=== Records provided ===

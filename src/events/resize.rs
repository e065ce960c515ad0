use std::io;
use std::thread::{self, JoinHandle};

use signal_hook::consts::signal::SIGWINCH;
use signal_hook::iterator::Signals;

use super::shutdown::ShutdownHandle;
use super::{Event, EventSender};
use crate::console::SizeProbe;

/// Source of "terminal size changed" notifications.
pub trait ResizeNotifier: Send + 'static {
    /// Blocks until the next notification. Returns `false` once closed.
    fn wait(&mut self) -> bool;

    /// Returns a callback that makes a pending `wait` return `false`.
    fn closer(&self) -> Box<dyn FnOnce() + Send>;
}

/// `SIGWINCH` delivered through `signal-hook`.
pub struct SigwinchNotifier {
    signals: Signals,
}

impl SigwinchNotifier {
    pub fn new() -> io::Result<Self> {
        Ok(Self {
            signals: Signals::new([SIGWINCH])?,
        })
    }
}

impl ResizeNotifier for SigwinchNotifier {
    fn wait(&mut self) -> bool {
        self.signals.forever().next().is_some()
    }

    fn closer(&self) -> Box<dyn FnOnce() + Send> {
        let handle = self.signals.handle();
        Box::new(move || handle.close())
    }
}

/// Spawns the resize producer. It reports the current size right away, then
/// once per notification.
pub fn spawn_resize_producer<N: ResizeNotifier>(
    notifier: N,
    probe: SizeProbe,
    events: EventSender,
    shutdown: ShutdownHandle,
) -> io::Result<JoinHandle<()>> {
    shutdown.on_trigger(notifier.closer());
    thread::Builder::new()
        .name("rawterm-resize".to_string())
        .spawn(move || run_resize(notifier, probe, events, shutdown))
}

fn run_resize<N: ResizeNotifier>(
    mut notifier: N,
    probe: SizeProbe,
    events: EventSender,
    shutdown: ShutdownHandle,
) {
    if emit_size(&probe, &events) {
        while notifier.wait() {
            if shutdown.is_triggered() || !emit_size(&probe, &events) {
                break;
            }
        }
    }
    tracing::debug!("resize producer stopped");
}

/// Returns `false` once the stream is gone.
fn emit_size(probe: &SizeProbe, events: &EventSender) -> bool {
    match probe.size() {
        Ok((width, height)) => {
            tracing::debug!(width, height, "terminal size");
            events.send(Event::Resize { width, height })
        }
        Err(err) => {
            tracing::warn!(error = %err, "failed to query terminal size");
            true
        }
    }
}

=== Problem statement ===
From the records above, extract every entry exactly as given.

=== Task answer ===
filename src/events/resize.rs
repository e065ce960c515ad0
use std::io;
use std::thread::{self, JoinHandle};

use signal_hook::consts::signal::SIGWINCH;
use signal_hook::iterator::Signals;

use super::shutdown::ShutdownHandle;
use super::{Event, EventSender};
use crate::console::SizeProbe;

/// Source of "terminal size changed" notifications.
pub trait ResizeNotifier: Send + 'static {
    /// Blocks until the next notification. Returns `false` once closed.
    fn wait(&mut self) -> bool;

    /// Returns a callback that makes a pending `wait` return `false`.
    fn closer(&self) -> Box<dyn FnOnce() + Send>;
}

/// `SIGWINCH` delivered through `signal-hook`.
pub struct SigwinchNotifier {
    signals: Signals,
}

impl SigwinchNotifier {
    pub fn new() -> io::Result<Self> {
        Ok(Self {
            signals: Signals::new([SIGWINCH])?,
        })
    }
}

impl ResizeNotifier for SigwinchNotifier {
    fn wait(&mut self) -> bool {
        self.signals.forever().next().is_some()
    }

    fn closer(&self) -> Box<dyn FnOnce() + Send> {
        let handle = self.signals.handle();
        Box::new(move || handle.close())
    }
}

/// Spawns the resize producer. It reports the current size right away, then
/// once per notification.
pub fn spawn_resize_producer<N: ResizeNotifier>(
    notifier: N,
    probe: SizeProbe,
    events: EventSender,
    shutdown: ShutdownHandle,
) -> io::Result<JoinHandle<()>> {
    shutdown.on_trigger(notifier.closer());
    thread::Builder::new()
        .name("rawterm-resize".to_string())
        .spawn(move || run_resize(notifier, probe, events, shutdown))
}

fn run_resize<N: ResizeNotifier>(
    mut notifier: N,
    probe: SizeProbe,
    events: EventSender,
    shutdown: ShutdownHandle,
) {
    if emit_size(&probe, &events) {
        while notifier.wait() {
            if shutdown.is_triggered() || !emit_size(&probe, &events) {
                break;
            }
        }
    }
    tracing::debug!("resize producer stopped");
}

/// Returns `false` once the stream is gone.
fn emit_size(probe: &SizeProbe, events: &EventSender) -> bool {
    match probe.size() {
        Ok((width, height)) => {
            tracing::debug!(width, height, "terminal size");
            events.send(Event::Resize { width, height })
        }
        Err(err) => {
            tracing::warn!(error = %err, "failed to query terminal size");
            true
        }
    }
}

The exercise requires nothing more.